Data shown:

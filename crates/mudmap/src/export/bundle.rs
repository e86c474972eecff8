//! ZIP bundle holding the layer table and the tower diagram.

use std::io::{Seek, Write};

use log::{debug, info};
use zip::{ZipWriter, write::SimpleFileOptions};

use mudmap_core::layer::LayerElement;

use super::{
    Error, Exporter,
    svg::Svg,
    table::{layer_rows, to_json},
};
use crate::tower::Tower;

/// Archive entry holding the layer table as JSON.
pub const LAYERS_ENTRY: &str = "MudMap_Layers.json";

/// Archive entry holding the rendered diagram.
pub const DIAGRAM_ENTRY: &str = "MudMap_Visualization.svg";

/// Writes a tower to a ZIP archive with a layer table and an SVG diagram.
///
/// Call [`BundleExporter::finish`] after exporting to write the archive's
/// central directory.
pub struct BundleExporter<W: Write + Seek> {
    svg: Svg,
    zip: ZipWriter<W>,
}

impl<W: Write + Seek> BundleExporter<W> {
    pub fn new(svg: Svg, writer: W) -> Self {
        Self {
            svg,
            zip: ZipWriter::new(writer),
        }
    }

    /// Finalizes the archive and returns the underlying writer.
    ///
    /// # Errors
    ///
    /// Returns [`Error::Archive`] if the central directory cannot be written.
    pub fn finish(self) -> Result<W, Error> {
        let Self { zip, .. } = self;
        let writer = zip.finish()?;
        debug!("Bundle archive finalized");
        Ok(writer)
    }

    fn add_entry(&mut self, name: &str, content: &[u8]) -> Result<(), Error> {
        let options =
            SimpleFileOptions::default().compression_method(zip::CompressionMethod::Deflated);

        self.zip.start_file(name, options)?;
        self.zip.write_all(content)?;

        debug!(name, bytes = content.len(); "Bundle entry written");
        Ok(())
    }
}

impl<W: Write + Seek> Exporter for BundleExporter<W> {
    fn export_tower(&mut self, tower: &Tower, elements: &[LayerElement]) -> Result<(), Error> {
        info!(layers = tower.layers().len(); "Writing bundle");

        let table = to_json(&layer_rows(tower.layers()))?;
        self.add_entry(LAYERS_ENTRY, table.as_bytes())?;

        let diagram = self.svg.render(tower, elements).to_string();
        self.add_entry(DIAGRAM_ENTRY, diagram.as_bytes())?;

        Ok(())
    }
}

#[cfg(test)]
mod tests {
    use std::io::{Cursor, Read};

    use zip::ZipArchive;

    use mudmap_core::{
        color::Color,
        layer::{Layer, LayerId, LayerType},
    };

    use super::*;
    use crate::{export::svg::SvgBuilder, layout::render_layers};

    fn tower() -> Tower {
        Tower::from_layers(
            "500,000",
            vec![
                Layer::new(LayerId(1), LayerType::QuotaShare, Color::from_hue(10.0))
                    .with_insurer("Acme Re")
                    .with_limit("500000")
                    .with_share("100"),
            ],
        )
    }

    fn bundle(tower: &Tower) -> ZipArchive<Cursor<Vec<u8>>> {
        let elements = render_layers(tower.layers(), tower.total_limit_text());
        let svg = SvgBuilder::new().build().unwrap();

        let mut exporter = BundleExporter::new(svg, Cursor::new(Vec::new()));
        exporter.export_tower(tower, &elements).unwrap();
        let cursor = exporter.finish().unwrap();

        ZipArchive::new(Cursor::new(cursor.into_inner())).unwrap()
    }

    #[test]
    fn test_bundle_entries() {
        let archive = bundle(&tower());

        let mut names: Vec<_> = archive.file_names().collect();
        names.sort_unstable();
        assert_eq!(names, [LAYERS_ENTRY, DIAGRAM_ENTRY]);
    }

    #[test]
    fn test_bundle_layer_table() {
        let mut archive = bundle(&tower());

        let mut json = String::new();
        archive
            .by_name(LAYERS_ENTRY)
            .unwrap()
            .read_to_string(&mut json)
            .unwrap();

        let rows: serde_json::Value = serde_json::from_str(&json).unwrap();
        assert_eq!(rows.as_array().unwrap().len(), 1);
        assert_eq!(rows[0]["Insurer"], "Acme Re");
        assert_eq!(rows[0]["Share (%)"], 100.0);
    }

    #[test]
    fn test_bundle_diagram() {
        let mut archive = bundle(&tower());

        let mut diagram = String::new();
        archive
            .by_name(DIAGRAM_ENTRY)
            .unwrap()
            .read_to_string(&mut diagram)
            .unwrap();

        assert!(diagram.starts_with("<svg"));
        assert!(diagram.contains("data-key=\"qs-1\""));
    }
}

About this exercise: Exactly as written above, reproduce all of the entries.

Result of the task:
filename crates/mudmap/src/export/bundle.rs
repository e86c474972eecff8
//! ZIP bundle holding the layer table and the tower diagram.

use std::io::{Seek, Write};

use log::{debug, info};
use zip::{ZipWriter, write::SimpleFileOptions};

use mudmap_core::layer::LayerElement;

use super::{
    Error, Exporter,
    svg::Svg,
    table::{layer_rows, to_json},
};
use crate::tower::Tower;

/// Archive entry holding the layer table as JSON.
pub const LAYERS_ENTRY: &str = "MudMap_Layers.json";

/// Archive entry holding the rendered diagram.
pub const DIAGRAM_ENTRY: &str = "MudMap_Visualization.svg";

/// Writes a tower to a ZIP archive with a layer table and an SVG diagram.
///
/// Call [`BundleExporter::finish`] after exporting to write the archive's
/// central directory.
pub struct BundleExporter<W: Write + Seek> {
    svg: Svg,
    zip: ZipWriter<W>,
}

impl<W: Write + Seek> BundleExporter<W> {
    pub fn new(svg: Svg, writer: W) -> Self {
        Self {
            svg,
            zip: ZipWriter::new(writer),
        }
    }

    /// Finalizes the archive and returns the underlying writer.
    ///
    /// # Errors
    ///
    /// Returns [`Error::Archive`] if the central directory cannot be written.
    pub fn finish(self) -> Result<W, Error> {
        let Self { zip, .. } = self;
        let writer = zip.finish()?;
        debug!("Bundle archive finalized");
        Ok(writer)
    }

    fn add_entry(&mut self, name: &str, content: &[u8]) -> Result<(), Error> {
        let options =
            SimpleFileOptions::default().compression_method(zip::CompressionMethod::Deflated);

        self.zip.start_file(name, options)?;
        self.zip.write_all(content)?;

        debug!(name, bytes = content.len(); "Bundle entry written");
        Ok(())
    }
}

impl<W: Write + Seek> Exporter for BundleExporter<W> {
    fn export_tower(&mut self, tower: &Tower, elements: &[LayerElement]) -> Result<(), Error> {
        info!(layers = tower.layers().len(); "Writing bundle");

        let table = to_json(&layer_rows(tower.layers()))?;
        self.add_entry(LAYERS_ENTRY, table.as_bytes())?;

        let diagram = self.svg.render(tower, elements).to_string();
        self.add_entry(DIAGRAM_ENTRY, diagram.as_bytes())?;

        Ok(())
    }
}

#[cfg(test)]
mod tests {
    use std::io::{Cursor, Read};

    use zip::ZipArchive;

    use mudmap_core::{
        color::Color,
        layer::{Layer, LayerId, LayerType},
    };

    use super::*;
    use crate::{export::svg::SvgBuilder, layout::render_layers};

    fn tower() -> Tower {
        Tower::from_layers(
            "500,000",
            vec![
                Layer::new(LayerId(1), LayerType::QuotaShare, Color::from_hue(10.0))
                    .with_insurer("Acme Re")
                    .with_limit("500000")
                    .with_share("100"),
            ],
        )
    }

    fn bundle(tower: &Tower) -> ZipArchive<Cursor<Vec<u8>>> {
        let elements = render_layers(tower.layers(), tower.total_limit_text());
        let svg = SvgBuilder::new().build().unwrap();

        let mut exporter = BundleExporter::new(svg, Cursor::new(Vec::new()));
        exporter.export_tower(tower, &elements).unwrap();
        let cursor = exporter.finish().unwrap();

        ZipArchive::new(Cursor::new(cursor.into_inner())).unwrap()
    }

    #[test]
    fn test_bundle_entries() {
        let archive = bundle(&tower());

        let mut names: Vec<_> = archive.file_names().collect();
        names.sort_unstable();
        assert_eq!(names, [LAYERS_ENTRY, DIAGRAM_ENTRY]);
    }

    #[test]
    fn test_bundle_layer_table() {
        let mut archive = bundle(&tower());

        let mut json = String::new();
        archive
            .by_name(LAYERS_ENTRY)
            .unwrap()
            .read_to_string(&mut json)
            .unwrap();

        let rows: serde_json::Value = serde_json::from_str(&json).unwrap();
        assert_eq!(rows.as_array().unwrap().len(), 1);
        assert_eq!(rows[0]["Insurer"], "Acme Re");
        assert_eq!(rows[0]["Share (%)"], 100.0);
    }

    #[test]
    fn test_bundle_diagram() {
        let mut archive = bundle(&tower());

        let mut diagram = String::new();
        archive
            .by_name(DIAGRAM_ENTRY)
            .unwrap()
            .read_to_string(&mut diagram)
            .unwrap();

        assert!(diagram.starts_with("<svg"));
        assert!(diagram.contains("data-key=\"qs-1\""));
    }
}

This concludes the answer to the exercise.